Tomo a Darya suavemente del brazo y nos refugiamos en una cabaña. El aguacero inunda la selva.

- Tienes que leer Ana Karenina.

- Su última foto de Instagram es una estación de tren.

- Siempre dijo que lo haría.

- Lo echaré tanto de menos.

- No lo conocías. No es tu culpa. Le hacías reír. Vive con ese consuelo.

- Quiero a todo el mundo y deseo que viva eternamente, ese es mi problema, querida Darya.

- Tú eres Alyosha.


Miro a Darya Munro y entiendo que lo que contamos no es ficción. Ha sucedido de verdad. Un amigo mío se ha suicidado en Londres, en completa soledad. Su familia ha tardado tres semanas en descubrir lo que ha hecho, tal era su grado de aislamiento.
Mi vida es como una novela rusa. Soy un príncipe idiota, contemplando todos los días una administración ineficiente, llena de funcionarios chupatintas, damas insensibles, poderosos que se arrogan el privilegio del hostigamiento y demás cimientos para una violenta revolución que nos mandará a todos al carajo. Y, de repente, entra una historia de amor que nunca fue ni será. 
Algún día lo invitaré al cine, algún día, algún día. 
Vivo acostumbrado a tener el corazón roto, por eso me gustan tanto las novelas rusas. Estoy a doscientas páginas de volverme loco. 

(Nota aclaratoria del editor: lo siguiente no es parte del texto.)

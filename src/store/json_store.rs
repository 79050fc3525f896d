use crate::error::StoreResult;
use crate::store::document::{Document, RegisteredRepo};
use chrono::{DateTime, Utc};
use std::collections::HashMap;
use std::io::ErrorKind;
use std::path::{Path, PathBuf};
use tokio::fs;
use tokio::sync::Mutex;
use tracing::{debug, error};

/// The application document stored as one pretty-printed JSON file
///
/// `update_document` serialises read-modify-write cycles issued through the
/// same store. Other processes writing the file are not coordinated with.
#[derive(Debug)]
pub struct JsonDocumentStore {
    path: PathBuf,
    write_lock: Mutex<()>,
}

impl JsonDocumentStore {
    pub fn new<P: AsRef<Path>>(path: P) -> Self {
        Self {
            path: path.as_ref().to_path_buf(),
            write_lock: Mutex::new(()),
        }
    }

    pub fn data_path(&self) -> &Path {
        &self.path
    }

    /// Current document; a missing or unreadable file reads as empty
    pub async fn get_document(&self) -> Document {
        match self.read().await {
            Ok(document) => document,
            Err(e) => {
                error!(path = %self.path.display(), error = %e, "Failed to read data file");
                Document::default()
            }
        }
    }

    /// Replace the whole document; the last writer wins
    pub async fn save_document(&self, document: &Document) -> StoreResult<()> {
        let _guard = self.write_lock.lock().await;
        self.write(document).await
    }

    /// Apply `mutator` to the stored document and persist the result
    ///
    /// Fails without writing if the current file cannot be read, so a
    /// corrupt document is never silently replaced.
    pub async fn update_document<F>(&self, mutator: F) -> StoreResult<Document>
    where
        F: FnOnce(&mut Document),
    {
        let _guard = self.write_lock.lock().await;

        let mut document = self.read().await?;
        mutator(&mut document);
        self.write(&document).await?;

        Ok(document)
    }

    pub async fn list_repositories(&self) -> Vec<RegisteredRepo> {
        self.get_document().await.git_repositories
    }

    /// Register a repository; returns false if its id or path is already present
    pub async fn add_repository(&self, repo: RegisteredRepo) -> StoreResult<bool> {
        let mut added = false;
        self.update_document(|document| added = document.add_repository(repo))
            .await?;
        Ok(added)
    }

    pub async fn remove_repository(&self, id: &str) -> StoreResult<bool> {
        let mut removed = false;
        self.update_document(|document| removed = document.remove_repository(id))
            .await?;
        Ok(removed)
    }

    /// Stamp `lastFetched` for each id in `fetched`
    pub async fn record_fetched(&self, fetched: &HashMap<String, DateTime<Utc>>) -> StoreResult<()> {
        if fetched.is_empty() {
            return Ok(());
        }

        self.update_document(|document| {
            for (id, at) in fetched {
                document.set_last_fetched(id, *at);
            }
        })
        .await?;
        Ok(())
    }

    async fn read(&self) -> StoreResult<Document> {
        match fs::read_to_string(&self.path).await {
            Ok(raw) => Ok(serde_json::from_str(&raw)?),
            Err(e) if e.kind() == ErrorKind::NotFound => {
                debug!(path = %self.path.display(), "No data file yet");
                Ok(Document::default())
            }
            Err(e) => Err(e.into()),
        }
    }

    /// Write to a sibling temp file, then rename over the document
    async fn write(&self, document: &Document) -> StoreResult<()> {
        if let Some(dir) = self.path.parent() {
            if !dir.as_os_str().is_empty() {
                fs::create_dir_all(dir).await?;
            }
        }

        let encoded = serde_json::to_string_pretty(document)?;
        let staging = self.path.with_extension("json.tmp");
        fs::write(&staging, encoded).await?;
        fs::rename(&staging, &self.path).await?;

        Ok(())
    }
}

Darya Munro está a punto de desaparecer de nuevo y me apresuro a darle un mensaje, porque sé a dónde se dirige.

- Si lo ves, dile que piense alguna vez en mí, que sepa que nació para otra vida, que mi corazón supo amarlo, que nunca...


Este post está dedicado a la memoria de Saúl. Siempre dijiste que lo harías, sí, pero te echaré tanto de menos...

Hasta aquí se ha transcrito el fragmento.